The selective-disclosure claim is scoped to process that reaches both the operator and the credential issuer through lawful channels. The instruments in scope are:
  • US federal grand jury subpoenas (Fed. R. Crim. P. 17).
  • US administrative subpoenas within counsel-confirmed authority (OFAC, FinCEN, SEC / CFTC where applicable).
  • Mutual Legal Assistance routed through DOJ OIA or direct treaty.
  • EU national-authority production orders under the European Investigation Order (Directive 2014/41/EU) and national transpositions.
  • Court orders in US, EU Member States, UK, Switzerland.

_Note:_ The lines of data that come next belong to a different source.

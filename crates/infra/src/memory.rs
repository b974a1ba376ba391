//! In-memory repositories for dev runs and tests.

use std::collections::BTreeMap;

use tokio::sync::RwLock;

use stockdesk_core::{NewUser, Record, SerialId, User, UserId, normalize_email};

use crate::repository::{RepoError, RepoResult, Repository, UserRepository};

#[derive(Debug)]
struct Table<K, V> {
    next_id: i32,
    rows: BTreeMap<K, V>,
}

impl<K, V> Table<K, V> {
    fn new() -> Self {
        Self {
            next_id: 1,
            rows: BTreeMap::new(),
        }
    }

    /// Mirrors `SERIAL`: ids are never reused, even after deletes. Past `i32::MAX`
    /// every allocation fails.
    fn allocate(&mut self, table: &'static str) -> RepoResult<i32> {
        let id = self.next_id;
        if id <= 0 {
            return Err(RepoError::IdsExhausted(table));
        }
        self.next_id = id.checked_add(1).unwrap_or(0);
        Ok(id)
    }
}

/// Map-backed stand-in for a table.
#[derive(Debug)]
pub struct InMemoryRepository<E: Record> {
    table: RwLock<Table<E::Id, E>>,
}

impl<E: Record> InMemoryRepository<E> {
    pub fn new() -> Self {
        Self {
            table: RwLock::new(Table::new()),
        }
    }
}

impl<E: Record> Default for InMemoryRepository<E> {
    fn default() -> Self {
        Self::new()
    }
}

#[async_trait::async_trait]
impl<E: Record> Repository<E> for InMemoryRepository<E> {
    async fn get_all(&self) -> RepoResult<Vec<E>> {
        Ok(self.table.read().await.rows.values().cloned().collect())
    }

    async fn get_by_id(&self, id: E::Id) -> RepoResult<Option<E>> {
        Ok(self.table.read().await.rows.get(&id).cloned())
    }

    async fn create(&self, draft: E::Draft) -> RepoResult<E::Id> {
        let mut table = self.table.write().await;
        let id = E::Id::from_raw(table.allocate(E::COLLECTION)?);
        table.rows.insert(id, E::from_draft(id, draft));
        Ok(id)
    }

    async fn update(&self, id: E::Id, draft: E::Draft) -> RepoResult<bool> {
        let mut table = self.table.write().await;
        match table.rows.get_mut(&id) {
            Some(row) => {
                *row = E::from_draft(id, draft);
                Ok(true)
            }
            None => Ok(false),
        }
    }

    async fn delete(&self, id: E::Id) -> RepoResult<bool> {
        Ok(self.table.write().await.rows.remove(&id).is_some())
    }
}

#[derive(Debug)]
pub struct InMemoryUserRepository {
    table: RwLock<Table<UserId, User>>,
}

impl InMemoryUserRepository {
    pub fn new() -> Self {
        Self {
            table: RwLock::new(Table::new()),
        }
    }
}

impl Default for InMemoryUserRepository {
    fn default() -> Self {
        Self::new()
    }
}

#[async_trait::async_trait]
impl UserRepository for InMemoryUserRepository {
    async fn find_by_email(&self, email: &str) -> RepoResult<Option<User>> {
        let email = normalize_email(email);
        let table = self.table.read().await;
        Ok(table
            .rows
            .values()
            .find(|u| normalize_email(&u.email) == email)
            .cloned())
    }

    async fn create(&self, user: NewUser) -> RepoResult<UserId> {
        let mut table = self.table.write().await;
        let id = UserId::from_raw(table.allocate("users")?);
        table.rows.insert(
            id,
            User {
                id,
                email: normalize_email(&user.email),
                password_hash: user.password_hash,
            },
        );
        Ok(id)
    }
}

#[cfg(test)]
mod tests {
    use super::*;
    use stockdesk_core::{Category, CategoryDraft, CategoryId};

    fn draft(name: &str) -> CategoryDraft {
        CategoryDraft { name: name.into() }
    }

    #[tokio::test]
    async fn create_assigns_increasing_unique_ids() {
        let repo = InMemoryRepository::<Category>::new();
        let a = repo.create(draft("Tools")).await.unwrap();
        let b = repo.create(draft("Garden")).await.unwrap();
        assert_eq!(a, CategoryId::new(1));
        assert_eq!(b, CategoryId::new(2));

        let all = repo.get_all().await.unwrap();
        assert_eq!(all.iter().map(|c| c.name.as_str()).collect::<Vec<_>>(), ["Tools", "Garden"]);
    }

    #[tokio::test]
    async fn update_reports_whether_the_row_exists() {
        let repo = InMemoryRepository::<Category>::new();
        let id = repo.create(draft("Tools")).await.unwrap();

        assert!(repo.update(id, draft("Hand tools")).await.unwrap());
        assert_eq!(repo.get_by_id(id).await.unwrap().unwrap().name, "Hand tools");
        assert!(!repo.update(CategoryId::new(99), draft("x")).await.unwrap());
    }

    #[tokio::test]
    async fn delete_twice_finds_the_row_once() {
        let repo = InMemoryRepository::<Category>::new();
        let id = repo.create(draft("Tools")).await.unwrap();

        assert!(repo.delete(id).await.unwrap());
        assert!(!repo.delete(id).await.unwrap());
        assert!(repo.get_by_id(id).await.unwrap().is_none());
    }

    #[tokio::test]
    async fn ids_are_not_reused_after_delete() {
        let repo = InMemoryRepository::<Category>::new();
        let first = repo.create(draft("a")).await.unwrap();
        repo.delete(first).await.unwrap();
        let second = repo.create(draft("b")).await.unwrap();
        assert_ne!(first, second);
    }

    #[test]
    fn allocation_stops_at_the_last_id() {
        let mut table = Table::<CategoryId, Category>::new();
        table.next_id = i32::MAX;

        assert_eq!(table.allocate("categories").unwrap(), i32::MAX);
        assert!(matches!(table.allocate("categories"), Err(RepoError::IdsExhausted("categories"))));
        assert!(table.allocate("categories").is_err());
    }

    #[tokio::test]
    async fn create_fails_once_ids_run_out() {
        let repo = InMemoryRepository::<Category>::new();
        repo.table.write().await.next_id = i32::MAX;

        let last = repo.create(draft("last")).await.unwrap();
        assert_eq!(last, CategoryId::new(i32::MAX));
        assert!(repo.create(draft("one more")).await.is_err());
        assert_eq!(repo.get_all().await.unwrap().len(), 1);
    }

    #[tokio::test]
    async fn users_are_found_case_insensitively() {
        let repo = InMemoryUserRepository::new();
        let id = repo
            .create(NewUser {
                email: "Admin@Example.com".into(),
                password_hash: "hash".into(),
            })
            .await
            .unwrap();

        let found = repo.find_by_email(" admin@example.COM").await.unwrap().unwrap();
        assert_eq!(found.id, id);
        assert!(repo.find_by_email("other@example.com").await.unwrap().is_none());
    }
}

Out of scope: civil discovery not yet authorized by a court, and informal law-enforcement requests without court order. Users in jurisdictions whose courts cannot reach both parties through MLAT should assume the disclosure path is slower, not that it is absent. Users in jurisdictions whose own local legal process is hostile to them should not assume Dagon shields them from that process — the design protects against passive surveillance and single-party breach, not against a US (or partner-jurisdiction) court honoring a foreign MLAT request.

Not a privacy absolute

Dagon does not promise “never by leak” or “never by breach.” Those phrasings are unfalsifiable and therefore dishonest. What is provable is the shape of the disclosure path:
  • Normal operation: no identity visible to any single party.
  • Compromise of one party: no identity surfaced (the other party still holds its half).
  • Compelled process against both: one named user is resolved.
That shape is stronger than the current TradFi norm (single-party unilateral compliance) and weaker than a pure mixer (non-compliant by design). It is the legitimate middle.